→ Work instructions
Lines below that hold the word "SwrOptions" must be copied in full.

[Excerpts from a dataset]

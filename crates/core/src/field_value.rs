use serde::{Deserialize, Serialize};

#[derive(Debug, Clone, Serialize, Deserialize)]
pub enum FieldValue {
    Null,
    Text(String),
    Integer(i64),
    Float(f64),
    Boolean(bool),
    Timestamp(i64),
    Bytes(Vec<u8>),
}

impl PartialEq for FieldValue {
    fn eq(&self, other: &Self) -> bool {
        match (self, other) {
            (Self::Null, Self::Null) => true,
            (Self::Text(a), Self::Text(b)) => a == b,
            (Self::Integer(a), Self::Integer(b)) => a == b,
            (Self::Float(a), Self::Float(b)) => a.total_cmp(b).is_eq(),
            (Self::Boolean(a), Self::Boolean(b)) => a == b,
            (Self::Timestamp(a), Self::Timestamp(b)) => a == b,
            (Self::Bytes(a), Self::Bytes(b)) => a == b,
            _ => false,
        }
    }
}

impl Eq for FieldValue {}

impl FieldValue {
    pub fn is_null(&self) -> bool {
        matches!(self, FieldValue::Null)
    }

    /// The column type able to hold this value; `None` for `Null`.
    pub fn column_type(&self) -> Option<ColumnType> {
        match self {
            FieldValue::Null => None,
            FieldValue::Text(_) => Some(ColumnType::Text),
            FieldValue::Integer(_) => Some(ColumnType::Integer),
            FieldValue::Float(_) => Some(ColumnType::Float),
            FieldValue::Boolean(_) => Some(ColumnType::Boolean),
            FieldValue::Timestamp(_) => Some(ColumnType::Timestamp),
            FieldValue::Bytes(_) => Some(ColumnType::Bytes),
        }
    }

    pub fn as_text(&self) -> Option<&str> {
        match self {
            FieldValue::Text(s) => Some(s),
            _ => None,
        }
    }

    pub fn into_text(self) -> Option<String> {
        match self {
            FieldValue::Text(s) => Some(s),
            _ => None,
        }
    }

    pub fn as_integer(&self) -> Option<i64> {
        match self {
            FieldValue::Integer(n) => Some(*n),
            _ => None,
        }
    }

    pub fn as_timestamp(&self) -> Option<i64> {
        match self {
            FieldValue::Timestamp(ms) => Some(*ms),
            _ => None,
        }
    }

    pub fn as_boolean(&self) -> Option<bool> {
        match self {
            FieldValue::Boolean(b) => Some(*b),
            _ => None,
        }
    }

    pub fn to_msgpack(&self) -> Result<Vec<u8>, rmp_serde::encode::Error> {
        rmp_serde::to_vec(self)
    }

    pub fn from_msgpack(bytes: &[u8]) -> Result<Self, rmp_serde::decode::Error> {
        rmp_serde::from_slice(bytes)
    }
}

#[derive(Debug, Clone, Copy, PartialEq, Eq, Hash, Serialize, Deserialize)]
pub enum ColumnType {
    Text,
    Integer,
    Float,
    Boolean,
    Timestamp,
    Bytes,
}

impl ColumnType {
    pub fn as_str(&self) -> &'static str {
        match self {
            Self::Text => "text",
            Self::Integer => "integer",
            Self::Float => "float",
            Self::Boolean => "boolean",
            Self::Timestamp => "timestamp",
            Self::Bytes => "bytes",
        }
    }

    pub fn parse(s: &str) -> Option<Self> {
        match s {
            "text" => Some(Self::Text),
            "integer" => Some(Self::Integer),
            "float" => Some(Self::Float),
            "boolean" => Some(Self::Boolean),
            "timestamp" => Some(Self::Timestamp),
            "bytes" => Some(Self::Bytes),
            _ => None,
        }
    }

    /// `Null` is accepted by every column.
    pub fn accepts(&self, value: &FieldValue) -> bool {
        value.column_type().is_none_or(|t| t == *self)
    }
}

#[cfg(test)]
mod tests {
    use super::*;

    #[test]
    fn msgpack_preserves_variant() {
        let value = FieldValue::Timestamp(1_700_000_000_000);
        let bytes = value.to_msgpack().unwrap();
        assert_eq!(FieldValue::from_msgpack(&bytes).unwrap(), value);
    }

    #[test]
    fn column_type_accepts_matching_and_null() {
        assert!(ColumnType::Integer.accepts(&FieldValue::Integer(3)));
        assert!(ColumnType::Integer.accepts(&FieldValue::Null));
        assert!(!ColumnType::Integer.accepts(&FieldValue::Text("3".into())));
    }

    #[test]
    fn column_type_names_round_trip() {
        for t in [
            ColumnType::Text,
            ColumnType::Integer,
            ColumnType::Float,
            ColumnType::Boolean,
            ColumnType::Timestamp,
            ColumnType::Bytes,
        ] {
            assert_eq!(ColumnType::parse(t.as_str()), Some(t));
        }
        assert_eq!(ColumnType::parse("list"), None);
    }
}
==
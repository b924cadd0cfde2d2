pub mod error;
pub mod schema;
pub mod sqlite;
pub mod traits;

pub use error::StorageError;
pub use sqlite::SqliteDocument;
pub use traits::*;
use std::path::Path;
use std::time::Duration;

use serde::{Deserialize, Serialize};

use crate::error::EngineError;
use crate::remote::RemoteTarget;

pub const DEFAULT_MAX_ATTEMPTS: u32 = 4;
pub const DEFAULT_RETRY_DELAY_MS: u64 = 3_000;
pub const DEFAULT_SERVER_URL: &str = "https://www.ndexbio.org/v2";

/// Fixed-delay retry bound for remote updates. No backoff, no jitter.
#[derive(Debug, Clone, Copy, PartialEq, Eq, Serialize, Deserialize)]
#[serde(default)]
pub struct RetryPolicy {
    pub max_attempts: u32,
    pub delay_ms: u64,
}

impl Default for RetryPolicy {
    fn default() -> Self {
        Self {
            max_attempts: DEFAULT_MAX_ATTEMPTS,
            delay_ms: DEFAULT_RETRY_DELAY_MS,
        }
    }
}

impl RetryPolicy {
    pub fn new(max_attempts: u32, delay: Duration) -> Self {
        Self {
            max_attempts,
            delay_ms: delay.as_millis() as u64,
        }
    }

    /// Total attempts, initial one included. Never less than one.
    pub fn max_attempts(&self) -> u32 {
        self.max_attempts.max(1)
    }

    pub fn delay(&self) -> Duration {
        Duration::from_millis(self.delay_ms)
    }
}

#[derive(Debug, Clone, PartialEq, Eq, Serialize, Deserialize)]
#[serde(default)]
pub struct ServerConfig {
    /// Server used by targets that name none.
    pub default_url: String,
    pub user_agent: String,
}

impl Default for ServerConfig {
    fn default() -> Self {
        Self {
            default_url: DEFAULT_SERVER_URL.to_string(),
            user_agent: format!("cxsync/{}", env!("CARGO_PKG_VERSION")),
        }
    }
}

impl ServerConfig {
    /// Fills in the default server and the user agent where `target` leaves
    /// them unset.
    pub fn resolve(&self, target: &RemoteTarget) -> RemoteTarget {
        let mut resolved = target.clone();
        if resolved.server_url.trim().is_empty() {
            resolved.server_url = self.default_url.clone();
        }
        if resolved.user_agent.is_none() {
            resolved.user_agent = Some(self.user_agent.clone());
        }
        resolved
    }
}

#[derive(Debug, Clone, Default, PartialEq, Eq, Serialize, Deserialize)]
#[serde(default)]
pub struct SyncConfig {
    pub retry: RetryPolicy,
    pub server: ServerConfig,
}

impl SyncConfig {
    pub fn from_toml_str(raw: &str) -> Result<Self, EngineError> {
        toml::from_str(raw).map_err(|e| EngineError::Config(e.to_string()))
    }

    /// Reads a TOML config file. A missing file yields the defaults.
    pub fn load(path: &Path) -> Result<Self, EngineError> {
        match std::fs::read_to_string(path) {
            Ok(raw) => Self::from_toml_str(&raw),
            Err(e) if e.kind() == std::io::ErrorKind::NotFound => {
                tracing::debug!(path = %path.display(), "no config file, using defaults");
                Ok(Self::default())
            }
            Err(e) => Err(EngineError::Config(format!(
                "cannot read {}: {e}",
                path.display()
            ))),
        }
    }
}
==
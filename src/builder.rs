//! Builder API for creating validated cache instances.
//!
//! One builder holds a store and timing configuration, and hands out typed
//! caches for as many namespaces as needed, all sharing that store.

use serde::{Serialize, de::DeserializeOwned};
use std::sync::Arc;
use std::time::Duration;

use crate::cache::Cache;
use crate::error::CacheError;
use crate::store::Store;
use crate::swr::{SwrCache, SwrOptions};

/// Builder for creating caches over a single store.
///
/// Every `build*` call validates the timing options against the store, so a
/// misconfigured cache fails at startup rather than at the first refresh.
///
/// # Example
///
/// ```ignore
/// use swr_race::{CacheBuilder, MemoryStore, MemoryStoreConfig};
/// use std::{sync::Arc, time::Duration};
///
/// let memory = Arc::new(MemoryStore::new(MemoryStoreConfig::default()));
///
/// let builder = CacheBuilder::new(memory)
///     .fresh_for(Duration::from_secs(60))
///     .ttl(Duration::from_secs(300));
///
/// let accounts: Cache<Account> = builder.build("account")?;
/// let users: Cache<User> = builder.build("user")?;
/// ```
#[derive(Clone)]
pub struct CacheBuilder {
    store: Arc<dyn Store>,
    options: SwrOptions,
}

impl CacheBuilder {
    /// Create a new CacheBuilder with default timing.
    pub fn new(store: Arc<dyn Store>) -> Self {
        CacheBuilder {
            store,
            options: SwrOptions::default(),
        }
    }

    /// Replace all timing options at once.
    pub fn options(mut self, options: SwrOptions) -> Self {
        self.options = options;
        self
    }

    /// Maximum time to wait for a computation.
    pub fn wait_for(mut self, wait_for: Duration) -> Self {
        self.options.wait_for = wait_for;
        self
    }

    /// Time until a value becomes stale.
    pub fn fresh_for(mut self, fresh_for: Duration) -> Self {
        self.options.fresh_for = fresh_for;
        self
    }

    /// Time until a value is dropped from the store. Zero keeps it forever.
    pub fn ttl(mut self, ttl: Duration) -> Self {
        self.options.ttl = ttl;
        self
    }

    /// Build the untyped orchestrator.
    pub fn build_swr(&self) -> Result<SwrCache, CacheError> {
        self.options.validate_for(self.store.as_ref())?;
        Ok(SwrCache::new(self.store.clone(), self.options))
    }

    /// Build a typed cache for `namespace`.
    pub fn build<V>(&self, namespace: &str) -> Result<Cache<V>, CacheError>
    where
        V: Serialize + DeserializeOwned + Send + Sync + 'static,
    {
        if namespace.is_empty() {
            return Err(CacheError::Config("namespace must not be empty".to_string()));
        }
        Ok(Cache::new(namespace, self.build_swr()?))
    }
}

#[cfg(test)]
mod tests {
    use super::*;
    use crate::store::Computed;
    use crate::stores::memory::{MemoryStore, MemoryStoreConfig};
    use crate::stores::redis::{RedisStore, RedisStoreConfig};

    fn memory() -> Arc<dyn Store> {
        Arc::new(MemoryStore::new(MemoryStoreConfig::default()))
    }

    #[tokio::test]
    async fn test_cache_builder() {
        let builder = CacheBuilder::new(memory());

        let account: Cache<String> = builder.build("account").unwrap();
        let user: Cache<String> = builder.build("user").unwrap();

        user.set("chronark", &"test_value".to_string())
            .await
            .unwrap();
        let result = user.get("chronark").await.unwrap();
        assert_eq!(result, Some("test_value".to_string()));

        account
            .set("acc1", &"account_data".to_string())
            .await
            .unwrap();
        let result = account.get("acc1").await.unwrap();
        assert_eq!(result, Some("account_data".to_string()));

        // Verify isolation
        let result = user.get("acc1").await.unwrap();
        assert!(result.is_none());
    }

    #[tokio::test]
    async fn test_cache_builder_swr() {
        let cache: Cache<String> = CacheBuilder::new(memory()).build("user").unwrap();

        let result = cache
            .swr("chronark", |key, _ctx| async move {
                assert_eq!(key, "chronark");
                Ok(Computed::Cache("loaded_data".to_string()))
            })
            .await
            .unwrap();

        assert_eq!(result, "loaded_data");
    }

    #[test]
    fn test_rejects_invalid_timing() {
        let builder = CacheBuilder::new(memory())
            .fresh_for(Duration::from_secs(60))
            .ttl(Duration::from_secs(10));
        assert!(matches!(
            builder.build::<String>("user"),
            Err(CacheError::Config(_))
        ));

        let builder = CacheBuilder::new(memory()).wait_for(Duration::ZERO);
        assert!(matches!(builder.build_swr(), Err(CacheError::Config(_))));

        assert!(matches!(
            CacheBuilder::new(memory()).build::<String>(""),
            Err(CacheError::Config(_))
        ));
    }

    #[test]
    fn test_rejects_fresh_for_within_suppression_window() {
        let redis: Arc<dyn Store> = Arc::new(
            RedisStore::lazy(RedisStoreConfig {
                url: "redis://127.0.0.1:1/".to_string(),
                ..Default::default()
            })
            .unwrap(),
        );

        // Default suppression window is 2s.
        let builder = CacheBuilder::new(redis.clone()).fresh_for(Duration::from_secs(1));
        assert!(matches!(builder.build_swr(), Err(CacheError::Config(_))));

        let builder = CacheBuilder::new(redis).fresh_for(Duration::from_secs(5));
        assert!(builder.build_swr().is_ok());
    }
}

→ Response to this task
use crate::swr::{SwrCache, SwrOptions};
    options: SwrOptions,
            options: SwrOptions::default(),
    pub fn options(mut self, options: SwrOptions) -> Self {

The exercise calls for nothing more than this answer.